ESPN.com's Bill Williamson sees Walford as the favorite to secure the top spot on the tight end depth chart:
Walford has been a standout in the offseason program. He has been smooth and has shown an ability to stretch the field. There is hope inside the Raiders' building that Walford can become an instant impact player and become the second best option for Carr behind Cooper early in his career. While Rivera will have a role, it will likely be as Walford's backup. If Walford is not already starting in Week 1, it shouldn't be too much longer after that.
Walford's emergence doesn't mean Rivera will be buried in the depth chart. He's still a dangerous pass-catcher. But with what Walford has shown so far, he's setting himself up to take on the majority of the responsibility at tight end.
As Williamson points out, Walford might not be the starter Week 1. But the job is his for the taking, and he will be Oakland's starting tight end sooner rather than later.
Most rookies experience some growing pains when they first enter the NFL due to the jump in competition. So far, that hasn't really been the case for Walford. That could change in the preseason once players actually put on the pads.
But for now, Walford is the favorite the win the starting job, and he's ahead in the competition by a surprisingly comfortable margin.
Jon Feliciano Not in Contention to Start
Heading into the draft, one of Oakland's biggest needs was at right guard. To address this issue, the Raiders took Jon Feliciano in the fourth round. He was expected to immediately challenge for the starting job.
But so far, things haven't gone as planned. When offseason activities opened up, it was veteran Khalif Barnes that was taking the first-team reps.
The Raiders also added free agent J'Marcus Webb, and he's now leapfrogged ahead of both Barnes and Feliciano. According ESPN.com's Bill Williamson, "[J]ourneyman J'Marcus Webb was working ahead of both him [Feliciano] and veteran Khalif Barnes during the minicamp."
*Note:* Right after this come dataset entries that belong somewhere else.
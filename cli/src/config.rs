//! Run-time configuration assembled from arguments.

use std::path::PathBuf;

use gridroute_core::Coord;
use gridroute_io::Renderer;

use crate::args::{Format, SolveArgs};

/// Where the grid comes from.
#[derive(Debug, Clone, PartialEq, Eq)]
pub enum GridSource {
    File(PathBuf),
    /// Ask for a file name and look it up in this folder.
    Prompt { dir: PathBuf },
}

/// Everything a `solve` run needs.
#[derive(Debug, Clone)]
pub struct SolveConfig {
    pub source: GridSource,
    /// Fixed endpoints; prompted for when `None`.
    pub endpoints: Option<(Coord, Coord)>,
    pub renderer: Renderer,
    pub format: Format,
}

impl From<SolveArgs> for SolveConfig {
    fn from(args: SolveArgs) -> Self {
        let source = match args.grid {
            Some(path) => GridSource::File(path),
            None => GridSource::Prompt { dir: args.grid_dir },
        };
        Self {
            source,
            endpoints: args.start.zip(args.goal),
            renderer: Renderer::new(args.glyphs.into()).with_color(args.color),
            format: args.format,
        }
    }
}
//! The [`CellState`] type and its legal transitions.

use std::fmt;

/// State of a single grid cell.
///
/// A cell starts as [`Empty`](CellState::Empty) or
/// [`Obstacle`](CellState::Obstacle). The search claims cells
/// (`Empty → Visited`), expands them (`Visited → Path`) and, on success,
/// marks the endpoints (`→ Start`, `→ Finish`). `Chosen` is only used while
/// an operator is picking coordinates.
#[derive(Copy, Clone, Debug, Default, PartialEq, Eq, Hash)]
#[cfg_attr(feature = "serde", derive(serde::Serialize, serde::Deserialize))]
pub enum CellState {
    #[default]
    Empty,
    Obstacle,
    Visited,
    Path,
    Start,
    Finish,
    Chosen,
}

impl CellState {
    /// Every state, in declaration order.
    pub const ALL: [CellState; 7] = [
        CellState::Empty,
        CellState::Obstacle,
        CellState::Visited,
        CellState::Path,
        CellState::Start,
        CellState::Finish,
        CellState::Chosen,
    ];

    /// Whether a cell in this state may move to `next`.
    pub const fn can_become(self, next: CellState) -> bool {
        use CellState::*;
        matches!(
            (self, next),
            (Empty, Visited)
                | (Visited, Path)
                | (Visited, Start)
                | (Path, Start)
                | (Visited, Finish)
                | (Empty, Chosen)
                | (Chosen, Empty)
        )
    }

    /// Everything but obstacles can be walked on.
    #[inline]
    pub const fn is_passable(self) -> bool {
        !matches!(self, CellState::Obstacle)
    }

    /// Lower-case name, used in messages.
    pub const fn name(self) -> &'static str {
        match self {
            CellState::Empty => "empty",
            CellState::Obstacle => "obstacle",
            CellState::Visited => "visited",
            CellState::Path => "path",
            CellState::Start => "start",
            CellState::Finish => "finish",
            CellState::Chosen => "chosen",
        }
    }
}

impl fmt::Display for CellState {
    fn fmt(&self, f: &mut fmt::Formatter<'_>) -> fmt::Result {
        f.write_str(self.name())
    }
}
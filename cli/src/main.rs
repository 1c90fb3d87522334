//! Find a shortest route through an obstacle grid.
//!
//! Run: cargo run -- solve grid_files/board.txt --start 0,0 --goal 4,5

use std::io::{self, Write};
use std::process::ExitCode;

use clap::Parser;
use gridroute_cli::args::Format;
use gridroute_cli::{Cli, CliError, Command, SolveConfig, run_generate, run_solve};

fn main() -> ExitCode {
    env_logger::Builder::from_env(env_logger::Env::default().default_filter_or("warn")).init();

    let cli = Cli::parse();
    let result = match cli.command {
        Command::Solve(args) => {
            let config = SolveConfig::from(args);
            let stdin = io::stdin();
            let mut out = io::stdout();
            // Keep stdout clean for the report in JSON mode.
            let mut prompt: Box<dyn Write> = match config.format {
                Format::Text => Box::new(io::stdout()),
                Format::Json => Box::new(io::stderr()),
            };
            run_solve(&config, stdin.lock(), &mut out, &mut prompt).map(|_| ())
        }
        Command::Generate(args) => run_generate(&args, &mut io::stdout()),
    };

    match result {
        Ok(()) => ExitCode::SUCCESS,
        Err(CliError::Load(e)) => {
            log::error!("{e}");
            eprintln!("Invalid file path or grid file ({e}). Terminating program!");
            ExitCode::FAILURE
        }
        Err(e) => {
            eprintln!("Error: {e}");
            ExitCode::FAILURE
        }
    }
}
That means as of now, Feliciano isn't even the backup. He's sitting at third on the right guard depth chart. For a player that was expected to compete to be the starter, Feliciano hasn't made much of an impact.
With the start of the season still a few months away, Feliciano still has time to impress the coaches and climb back up the depth chart. And given he's a rookie and a fourth-round pick, it wouldn't be a surprise or a bad thing if he needs more time to develop.
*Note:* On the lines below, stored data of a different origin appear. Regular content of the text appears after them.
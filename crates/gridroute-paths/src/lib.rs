//! A* shortest-path search on obstacle grids.
//!
//! The search runs over a 4-connected [`Grid`](gridroute_core::Grid) with
//! unit step cost and the admissible [`manhattan`] heuristic:
//!
//! - [`Frontier`] is the open set, a binary heap keyed by `f = g + h`.
//!   Equal `f` pops the lower `g` first, then the earliest push.
//! - [`Neighbors`] enumerates the cardinal neighbours in the fixed order
//!   up, left, down, right.
//! - [`PathFinder::search`] consumes a grid and returns an [`Outcome`]: a
//!   [`Solution`] holding the marked grid, or [`Outcome::NoPath`].

mod astar;
mod distance;
mod frontier;
mod neighbors;

pub use astar::{Endpoint, Outcome, PathFinder, SearchError, Solution, search};
pub use distance::manhattan;
pub use frontier::{Frontier, SearchNode};
pub use neighbors::Neighbors;
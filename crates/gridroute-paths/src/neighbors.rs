use gridroute_core::Coord;

/// Cached neighbour computation helper.
///
/// Enumerates the 4-connected neighbours of a cell in the fixed expansion
/// order up, left, down, right, filtered by a predicate.
pub struct Neighbors {
    buf: Vec<Coord>,
}

impl Default for Neighbors {
    fn default() -> Self {
        Self::new()
    }
}

impl Neighbors {
    /// Create a new `Neighbors` helper.
    pub fn new() -> Self {
        Self {
            buf: Vec::with_capacity(4),
        }
    }

    /// Return the cardinal neighbours of `c`, keeping only those for which
    /// `keep` returns `true`.
    pub fn cardinal(&mut self, c: Coord, keep: impl Fn(Coord) -> bool) -> &[Coord] {
        self.buf.clear();
        for n in c.neighbors_4() {
            if keep(n) {
                self.buf.push(n);
            }
        }
        &self.buf
    }
}

#[cfg(test)]
mod tests {
    use super::*;

    #[test]
    fn fixed_order() {
        let mut nb = Neighbors::new();
        let got = nb.cardinal(Coord::new(1, 1), |_| true).to_vec();
        assert_eq!(
            got,
            vec![
                Coord::new(0, 1),
                Coord::new(1, 0),
                Coord::new(2, 1),
                Coord::new(1, 2),
            ]
        );
    }

    #[test]
    fn filter_applies() {
        let mut nb = Neighbors::new();
        let got = nb.cardinal(Coord::ZERO, |n| n.row >= 0 && n.col >= 0);
        assert_eq!(got, &[Coord::new(1, 0), Coord::new(0, 1)]);
    }
}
But for now, it's been a disappointing start for a player that many hoped would be the permanent solution at right guard as soon as this season.
D.J. Hayden Out, Keith McGill In?
Things seemed to finally be going well for D.J. Hayden. His first two seasons were derailed by injuries. But this year, that hasn't been an issue. He's been able to stay healthy, and he's been able to show off some of the physical ability that led to the Raiders taking him in the first round of the 2013 draft.
All signs seem to point to Hayden finally securing Oakland's No. 1 cornerback spot. This is the year when Hayden finally makes the Raiders look smart for selecting him. Right?
When Bleacher Report's Stephen Nelson asked which players on Oakland's roster had their stock rising, CSN Bay Area's Scott Bair replied with second-year man Keith McGill, who received first-team reps during Oakland's three-day minicamp. But what has to be noted is that McGill was taking those first-team reps from Hayden.
McGill's sudden rise is surprising. What's even more surprising is Hayden's apparent drop.
It's difficult to judge at this time what it means that some of Hayden's first-team reps are going to McGill. It's possible the coaching staff has been very impressed with McGill, and he's in contention for a starting spot. But it's also possible it's the offseason, and the coaches just want to get a closer look at a different player.
Either way, it's a cause for concern. This is supposed to be the time when Hayden leaves no doubt about his role in the defense. Instead, he appears to be battling for playing time against an unproven player.
That's not what you want to see from your former first-round pick in his third season.